Отобрали еще из своих пожитков, что было можно, и вынесли на базар, чтобы выменять хлеба. То, что в нашем месте называют пирогами, у них — калабаны, а наши ковриги — човпаны. Так вот мы этих калабанов и човпанов выменяли около пуда да рублей 40 денег выручили. Надо было спешить с этим, куда-то двигаться.
Если бы не Ольга, то я, конечно, не задумываясь, двинулся бы в Нюксенский район. Но ехать туда с нею я считал невозможным, потому что это было бы неприятно жене, а также и Леониду. Другой вариант — ехать обратным путем в Леденгск в надежде устроиться рабочим на построенном мной заводе или же портняжить среди знакомого населения. Подводу я нашел с большим трудом, пришлось потратить на это несколько дней, а хлеб то тем временем все шел да шел. Нанял я подводу все же в направлении к Нюксенице и то по наличию денег на небольшое расстояние. И вот когда мы уже уложились на сани и ямщик вывел лошадь на дорогу, я все еще решал, куда же ехать? Скверное было состояние. Решил — в Леденгск, здравый рассудок взял верх. Зачем бы я приехал в Нюксеницу в таком положении, к тому же с Ольгой, оставить которую в ее теперешнем положении я, конечно, не мог, она была совсем больная. И Леониду мой приезд не принес бы пользы, скорее повредил бы.

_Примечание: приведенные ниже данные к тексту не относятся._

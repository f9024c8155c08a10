use crate::bencode::value::Value;
use crate::core::error::DecodeError;
use std::ops::Range;

/// Hard bound on container nesting; recursion past this would risk the
/// parser's own stack on crafted input
const MAX_DEPTH: usize = 100;

/// Decode a complete bencode document
///
/// The decoder is strict: integers may not carry leading zeros or a
/// negative zero, byte string lengths may not carry leading zeros, and
/// dictionary keys must be unique. Every document the decoder accepts
/// re-encodes to the exact input bytes, which is what keeps untouched
/// torrent structures byte-stable.
pub fn decode(data: &[u8]) -> Result<Value, DecodeError> {
    let mut decoder = Decoder::new(data);
    let value = decoder.parse_value()?;

    if decoder.pos != data.len() {
        return Err(DecodeError::TrailingData { offset: decoder.pos });
    }

    Ok(value)
}

/// Find the raw byte range of one value inside the root dictionary
///
/// Used to pull the `info` value out of a torrent file exactly as it
/// appeared on disk. Returns `None` if the key is absent.
pub fn root_value_span(data: &[u8], key: &[u8]) -> Result<Option<Range<usize>>, DecodeError> {
    let mut decoder = Decoder::new(data);

    if decoder.next()? != b'd' {
        return Err(DecodeError::InvalidPrefix {
            byte: data[0],
            offset: 0,
        });
    }

    let mut span = None;

    loop {
        if decoder.peek()? == b'e' {
            decoder.pos += 1;
            break;
        }

        let key_offset = decoder.pos;
        let entry_key = decoder.parse_byte_string()?;
        let start = decoder.pos;
        decoder.parse_value()?;

        if entry_key == key {
            if span.is_some() {
                return Err(DecodeError::DuplicateKey { offset: key_offset });
            }
            span = Some(start..decoder.pos);
        }
    }

    if decoder.pos != data.len() {
        return Err(DecodeError::TrailingData { offset: decoder.pos });
    }

    Ok(span)
}

struct Decoder<'a> {
    data: &'a [u8],
    pos: usize,
    depth: usize,
}

impl<'a> Decoder<'a> {
    fn new(data: &'a [u8]) -> Self {
        Self {
            data,
            pos: 0,
            depth: 0,
        }
    }

    fn descend(&mut self) -> Result<(), DecodeError> {
        if self.depth == MAX_DEPTH {
            return Err(DecodeError::TooDeep { offset: self.pos });
        }
        self.depth += 1;
        Ok(())
    }

    fn peek(&self) -> Result<u8, DecodeError> {
        self.data
            .get(self.pos)
            .copied()
            .ok_or(DecodeError::UnexpectedEof { offset: self.pos })
    }

    fn next(&mut self) -> Result<u8, DecodeError> {
        let byte = self.peek()?;
        self.pos += 1;
        Ok(byte)
    }

    fn parse_value(&mut self) -> Result<Value, DecodeError> {
        match self.peek()? {
            b'i' => self.parse_integer(),
            b'l' => self.parse_list(),
            b'd' => self.parse_dict(),
            b'0'..=b'9' => Ok(Value::Bytes(self.parse_byte_string()?)),
            byte => Err(DecodeError::InvalidPrefix {
                byte,
                offset: self.pos,
            }),
        }
    }

    fn parse_integer(&mut self) -> Result<Value, DecodeError> {
        let offset = self.pos;
        self.pos += 1; // 'i'

        let start = self.pos;
        while self.peek()? != b'e' {
            self.pos += 1;
        }

        let body = &self.data[start..self.pos];
        self.pos += 1; // 'e'

        let digits = match body.first() {
            Some(b'-') => &body[1..],
            _ => body,
        };

        // Reject empty, sign-only, non-digit, leading-zero, and -0 forms
        if digits.is_empty() || !digits.iter().all(u8::is_ascii_digit) {
            return Err(DecodeError::InvalidInteger { offset });
        }
        if digits.len() > 1 && digits[0] == b'0' {
            return Err(DecodeError::InvalidInteger { offset });
        }
        if body[0] == b'-' && digits == b"0" {
            return Err(DecodeError::InvalidInteger { offset });
        }

        let text = std::str::from_utf8(body).map_err(|_| DecodeError::InvalidInteger { offset })?;
        let value = text
            .parse::<i64>()
            .map_err(|_| DecodeError::InvalidInteger { offset })?;

        Ok(Value::Int(value))
    }

    fn parse_byte_string(&mut self) -> Result<Vec<u8>, DecodeError> {
        let offset = self.pos;

        let start = self.pos;
        while self.peek()? != b':' {
            self.pos += 1;
        }

        let digits = &self.data[start..self.pos];
        self.pos += 1; // ':'

        if digits.is_empty() || !digits.iter().all(u8::is_ascii_digit) {
            return Err(DecodeError::InvalidLength { offset });
        }
        if digits.len() > 1 && digits[0] == b'0' {
            return Err(DecodeError::InvalidLength { offset });
        }

        let text = std::str::from_utf8(digits).map_err(|_| DecodeError::InvalidLength { offset })?;
        let len = text
            .parse::<usize>()
            .map_err(|_| DecodeError::InvalidLength { offset })?;

        let end = self
            .pos
            .checked_add(len)
            .filter(|end| *end <= self.data.len())
            .ok_or(DecodeError::UnexpectedEof {
                offset: self.data.len(),
            })?;

        let bytes = self.data[self.pos..end].to_vec();
        self.pos = end;

        Ok(bytes)
    }

    fn parse_list(&mut self) -> Result<Value, DecodeError> {
        self.descend()?;
        self.pos += 1; // 'l'

        let mut items = Vec::new();
        while self.peek()? != b'e' {
            items.push(self.parse_value()?);
        }
        self.pos += 1; // 'e'

        self.depth -= 1;
        Ok(Value::List(items))
    }

    fn parse_dict(&mut self) -> Result<Value, DecodeError> {
        self.descend()?;
        self.pos += 1; // 'd'

        let mut entries: Vec<(Vec<u8>, Value)> = Vec::new();
        while self.peek()? != b'e' {
            if !self.peek()?.is_ascii_digit() {
                return Err(DecodeError::InvalidKey { offset: self.pos });
            }
            let key_offset = self.pos;
            let key = self.parse_byte_string()?;
            if entries.iter().any(|(k, _)| *k == key) {
                return Err(DecodeError::DuplicateKey { offset: key_offset });
            }
            let value = self.parse_value()?;
            entries.push((key, value));
        }
        self.pos += 1; // 'e'

        self.depth -= 1;
        Ok(Value::Dict(entries))
    }
}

Ямщик довез нас до деревни Березово в 30 километрах от Никольска, дальше не поехал, да у нас и денег на дальнейший путь не было. Опять мы сели на мель. До Леденгска было еще 60 километров. Пошли бы пешком, но ведь у нас все же было еще кой-какое барахлишко. Денег нет, и хлеба нет, и променять, пожалуй, стало больше нечего. Да к тому же Березово — такая деревня, что тут ничего и не достанешь.
У хозяина, где мы остановились, надо было сшить парню брюки. Когда я их шил, они приглашали меня с собой обедать, но ни Ольгу, ни Тольку не примолвили, поэтому отказался и я. За работу уплатили мне тем, что дали истопить ихнюю баню.
Я оставил тут своих домочадцев, наказав Ольге променивать хоть последнюю рубаху, чтобы прожить до моего возвращения, а сам пошел в Леденгск в надежде достать там по знакомству подводу в долг. Ходить я мог не хлестко, поэтому в Леденгск пришел только на второй день к вечеру. В первую очередь заявился на льнозавод к директору. Он был мне знаком: когда я строил завод, он был в соседнем сельсовете председателем. Я еще часы у него тогда купил. Они мне были и не нужны, но ему нужны были деньги, а часы, как он сам сознался, были худые. «Ну, да ты, — говорит, — большое жалование получаешь, так купи». Так и взял я их у него за ту цену, какую он запросил.